A Caligula, Caligula et demi.
Ajout le lendemain.
On dit que Rioufol est ma « tête » (je n'ose pas dire de Turc, il se vexerait), mais l'ai-je forcé à écrire, à propos de l'intervention « humanitaire » de la France en Libye, cette phrase :
"Ouvrant le feu, samedi à 17h45, contre des blindés de ce Caligula, la France a retrouvé un peu de son honneur et de ses idéaux, en frappant un tyran qui l'avait humiliée à plusieurs reprises, notamment en plantant sa tente à deux pas de l'Elysée."
La plume même du meilleur peut certes déraper, mais cette sentence aurait une belle place dans une anthologie de la connerie et de la bassesse. On a les « rossignols du massacre » que l'on mérite, et de ce point de vue il faut bien avouer qu'entre un Président ridicule, un écrivain et cinéaste aussi nul que prétentieux
(il y a une justice : deux semaines après leur sortie les livres de BHL sont déjà proposés à 50 cm chez les soldeurs - dix ou vingt ans après leur parution ceux de Nabe sont volés dans les bibliothèques municipales, se vendent à 150 euros pour certains sur le net : il existe bien quelque chose comme un verdict du public, qui ne repose pas sur rien)
, et un barde stupide et peu inspiré tel que le Rioufol, il y a là une sainte trinité de la vanité et de la nullité qui ne manque pas de cohérence. Si tout cela était du jeu et pas de la politique de chair et de sang, on en rirait - ou peut-être est-ce le contraire, peut-être est-ce justement parce que c'est du « vrai » que cela peut et doit faire rire. A cela deux raisons : si c'était « pour de faux », cela n'aurait guère d'intérêt, nos trois assassins ne seraient pas différents des ados qui tuent plein de monde sur la Playstation ; et c'est justement le fait qu'ils ne comprennent pas que ce n'est pas ici de la Playstation qui est, à sa façon, drôle.

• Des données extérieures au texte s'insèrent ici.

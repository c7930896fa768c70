//! Authentication service.
//!
//! Password registration and login for shoppers, plus the separate admin
//! console login. Passwords are hashed with Argon2id; the hash is stored
//! under the `password` key of the users collection.

mod error;

pub use error::AuthError;

use argon2::{
    Argon2,
    password_hash::{PasswordHash, PasswordHasher, PasswordVerifier, SaltString, rand_core::OsRng},
};

use techshop_core::{Email, UserId};

use crate::db::{JsonStore, RepositoryError, UserRepository};
use crate::models::user::{NewUser, User};

/// Minimum password length.
const MIN_PASSWORD_LENGTH: usize = 8;

/// Authentication service.
pub struct AuthService {
    users: UserRepository,
}

impl AuthService {
    /// Create a new authentication service.
    #[must_use]
    pub fn new(store: &JsonStore) -> Self {
        Self {
            users: UserRepository::new(store),
        }
    }

    /// Register a new shopper.
    ///
    /// # Errors
    ///
    /// Returns `AuthError::InvalidInput` for an empty name,
    /// `AuthError::InvalidEmail` for a malformed email,
    /// `AuthError::WeakPassword` for a password under the minimum length,
    /// and `AuthError::EmailTaken` if the email is already registered.
    pub async fn register(
        &self,
        name: &str,
        email: &str,
        phone: Option<&str>,
        password: &str,
    ) -> Result<User, AuthError> {
        let name = name.trim();
        if name.is_empty() {
            return Err(AuthError::InvalidInput("name cannot be empty".to_owned()));
        }

        let email = Email::parse(email)?;
        validate_password(password)?;
        let password_hash = hash_password(password)?;

        let phone = phone
            .map(str::trim)
            .filter(|p| !p.is_empty())
            .map(str::to_owned);

        let user = self
            .users
            .create(NewUser {
                name: name.to_owned(),
                email,
                phone,
                password_hash,
                is_admin: false,
            })
            .await
            .map_err(|e| match e {
                RepositoryError::Conflict(_) => AuthError::EmailTaken,
                other => AuthError::Repository(other),
            })?;

        Ok(user)
    }

    /// Login with email or phone plus password.
    ///
    /// # Errors
    ///
    /// Returns `AuthError::InvalidCredentials` if no account matches or
    /// the password is wrong.
    pub async fn login(&self, login: &str, password: &str) -> Result<User, AuthError> {
        let user = self
            .users
            .find_by_login(login)?
            .ok_or(AuthError::InvalidCredentials)?;

        verify_password(password, &user.password_hash)?;

        Ok(user)
    }

    /// Login to the admin console.
    ///
    /// Only accounts carrying the admin flag may open an admin session;
    /// everyone else gets the same `InvalidCredentials` a wrong password
    /// would, so the error does not reveal which accounts are admins.
    ///
    /// # Errors
    ///
    /// Returns `AuthError::InvalidCredentials` on any mismatch.
    pub async fn login_admin(&self, email: &str, password: &str) -> Result<User, AuthError> {
        let user = self.login(email, password).await?;

        if !user.is_admin {
            return Err(AuthError::InvalidCredentials);
        }

        Ok(user)
    }

    /// Get a user by ID.
    ///
    /// # Errors
    ///
    /// Returns `AuthError::UserNotFound` if the user doesn't exist.
    pub fn get_user(&self, user_id: UserId) -> Result<User, AuthError> {
        self.users.get(user_id)?.ok_or(AuthError::UserNotFound)
    }

    /// Update a user's profile fields.
    ///
    /// # Errors
    ///
    /// Returns `AuthError::InvalidInput`/`InvalidEmail` for bad fields,
    /// `AuthError::EmailTaken` if the email belongs to another account,
    /// and `AuthError::UserNotFound` for an unknown ID.
    pub async fn update_profile(
        &self,
        user_id: UserId,
        name: &str,
        email: &str,
        phone: Option<&str>,
    ) -> Result<User, AuthError> {
        let name = name.trim();
        if name.is_empty() {
            return Err(AuthError::InvalidInput("name cannot be empty".to_owned()));
        }

        let email = Email::parse(email)?;
        let phone = phone
            .map(str::trim)
            .filter(|p| !p.is_empty())
            .map(str::to_owned);

        self.users
            .update_profile(user_id, name.to_owned(), email, phone)
            .await
            .map_err(|e| match e {
                RepositoryError::Conflict(_) => AuthError::EmailTaken,
                RepositoryError::NotFound => AuthError::UserNotFound,
                other => AuthError::Repository(other),
            })
    }
}

/// Validate password meets requirements.
fn validate_password(password: &str) -> Result<(), AuthError> {
    if password.len() < MIN_PASSWORD_LENGTH {
        return Err(AuthError::WeakPassword(format!(
            "password must be at least {MIN_PASSWORD_LENGTH} characters"
        )));
    }

    Ok(())
}

/// Hash a password using Argon2id.
///
/// # Errors
///
/// Returns `AuthError::PasswordHash` if hashing fails.
pub fn hash_password(password: &str) -> Result<String, AuthError> {
    let salt = SaltString::generate(&mut OsRng);
    let argon2 = Argon2::default();

    argon2
        .hash_password(password.as_bytes(), &salt)
        .map(|hash| hash.to_string())
        .map_err(|_| AuthError::PasswordHash)
}

/// Verify a password against a hash.
fn verify_password(password: &str, hash: &str) -> Result<(), AuthError> {
    let parsed_hash = PasswordHash::new(hash).map_err(|_| AuthError::InvalidCredentials)?;
    let argon2 = Argon2::default();

    argon2
        .verify_password(password.as_bytes(), &parsed_hash)
        .map_err(|_| AuthError::InvalidCredentials)
}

(On se désolera en passant que N. Dupont-Aignan, qui me semblait jusqu'ici d'assez bon sens, ait cru bon de se joindre au choeur des va-t-en guerre, mais depuis le début je me méfiais de sa gueule de puceau-premier de la classe : voilà, au premier problème un peu complexe, certaines vérités se dévoilent. - Notons que j'avais d'abord, lors de mon premier jet, mis un lien vers ce texte là où je l'avais lu, sur ce site, et qu'il en a été entretemps supprimé. Quelqu'un parmi les « gaullistes » s'est mis à réfléchir ?)
Je renonce à commenter dans toutes ses implications la phrase de Rioufol, et notamment sa conception rigoriste de la loi du talion (ce n'est plus même « pour un oeil, toute la gueule », mais « pour un oeil, une dizaine de Rafale »), qui ferait passer l'esprit originel de cette « loi » pour un modèle d'humanisme, ou sa haine mal dissimulée du Bédouin. Je note juste que si la France a bien été humiliée par M. Khadafi lors de son dernier voyage, c'est en grande partie à travers et grâce à Nicolas Sarkofumier, et que personne à part un illuminé comme Rioufol ne peut voir dans le bombardement du pays un châtiment à la mesure de cette offense (assez drôle par ailleurs : cela n'exonère pas M. Khadafi de ses crimes, mais il y a chez lui un certain esprit que l'on serait bien en peine de trouver chez Sarkon et sa raideur de parvenu peu sûr de lui).
Peut-être trouvera-t-on que j'en fais beaucoup pour une simple incise, mais pourquoi ne pas la prendre au premier degré ? Ce n'est même pas que les pulsions d'Ivan Rioufol s'y révèlent plus qu'ailleurs, elles sont assez clairement exposées à longueur d'articles, c'est que cette phrase, prise dans son sens premier (et, après tout, n'est-ce pas le moins que l'on doit à un auteur que de le lire pour ce qu'il veut dire ?), pousse jusqu'à l'absurde les raisonnements habituels de notre chroniqueur préféré. Et quand on chante la guerre, quand on applaudit à la mort, ne doit-on pas faire un minimum attention à ce qu'on écrit ? On n'ira pas jusqu'à écrire qu'appeler au massacre est légitime si l'on a du style, mais au moins, en ce cas, se hisse-t-on quelque peu à la hauteur de son sujet, au lieu de donner cette risible impression de faire sous soi sa haine de l'Autre.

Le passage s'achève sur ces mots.